Caleb Andersen Applied AI Engineer · Durban ZA

Selected work

TRI · Hackathon · May 2026

Orchestrate Triage

A deterministic support-triage pipeline for the first HackerRank Orchestrate hackathon: classify and route customer requests across many companies, fast and at scale, without ever inventing a policy that doesn't exist.

Role
Solo entrant
Approach
Lexical retrieval · rule-based routing
Form
Terminal-based modular pipeline
Result
70th of 1,349 finalists · May 2026

01 The problem

The brief: take a stream of customer support requests spanning multiple companies, and classify and route each one to the right place. The catch is the part that breaks most LLM solutions. Every company has its own policies, and the one thing the system must never do is make a policy up. A confidently wrong answer about a refund window or an escalation path is worse than no answer.

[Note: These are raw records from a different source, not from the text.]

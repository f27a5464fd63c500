use scenelab::ViewerApp;

fn main() {
    env_logger::init();
    ViewerApp::new().run();
}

So the real constraints were safety and determinism: the same input must always produce the same routing, the behaviour has to be explainable, and it has to run reliably at scale without a model hallucinating its way into a policy it was never given.

02 What I built

A terminal-based, deterministic triage pipeline built from three cooperating parts: lexical retrieval to pull the relevant, real policy text for each request; rule-based routing to make the actual classification and destination decision from that grounded context; and a modular pipeline stitching the stages together so each one can be tested and reasoned about in isolation. No freeform generation sits in the decision path. The model never gets the chance to invent a policy, because the routing decision is made by rules over retrieved facts.

03 Key decisions & tradeoffs

  • Deterministic core, not generative

    The classification and routing decisions come from rules over retrieved text, not from a language model's free output. Same request in, same decision out, every time.

    Tradeoff Less flexible on truly novel phrasings, paid in exchange for never fabricating a policy, which was the whole point of the brief.

  • Lexical retrieval over heavy embeddings

    Grounding each decision in the company's own policy text with lexical retrieval kept the pipeline fast, transparent, and free of an embedding service to manage under time pressure.

    Tradeoff Gives up some semantic recall on paraphrased requests, in return for speed and answers you can trace straight back to a source line.

  • Modular stages you can test

    Retrieval, routing, and orchestration are separate modules, so each stage could be validated on its own rather than debugging one opaque end-to-end blob.

    Tradeoff More structure up front than a quick script, which is exactly what made it defensible under questioning.

04 Outcome

The pipeline placed 70th out of 1,349 finalists at HackerRank Orchestrate in May 2026, from a field of 12,885 registrants. It was my first Orchestrate run, and the lesson that carried forward had less to do with the model than the defense: being able to explain why a deterministic, retrieval-grounded design was the right call for a problem where a confidently wrong answer is worse than no answer. Three months later, on a harder multi-modal brief, that same habit took me to 5th.

70thof 1,349 finalists
12,885registrants
0hallucinated policies

Read the source on GitHub ↗

This is the project behind the line I keep coming back to: building software is only half the challenge. Understanding and defending your technical decisions matters just as much.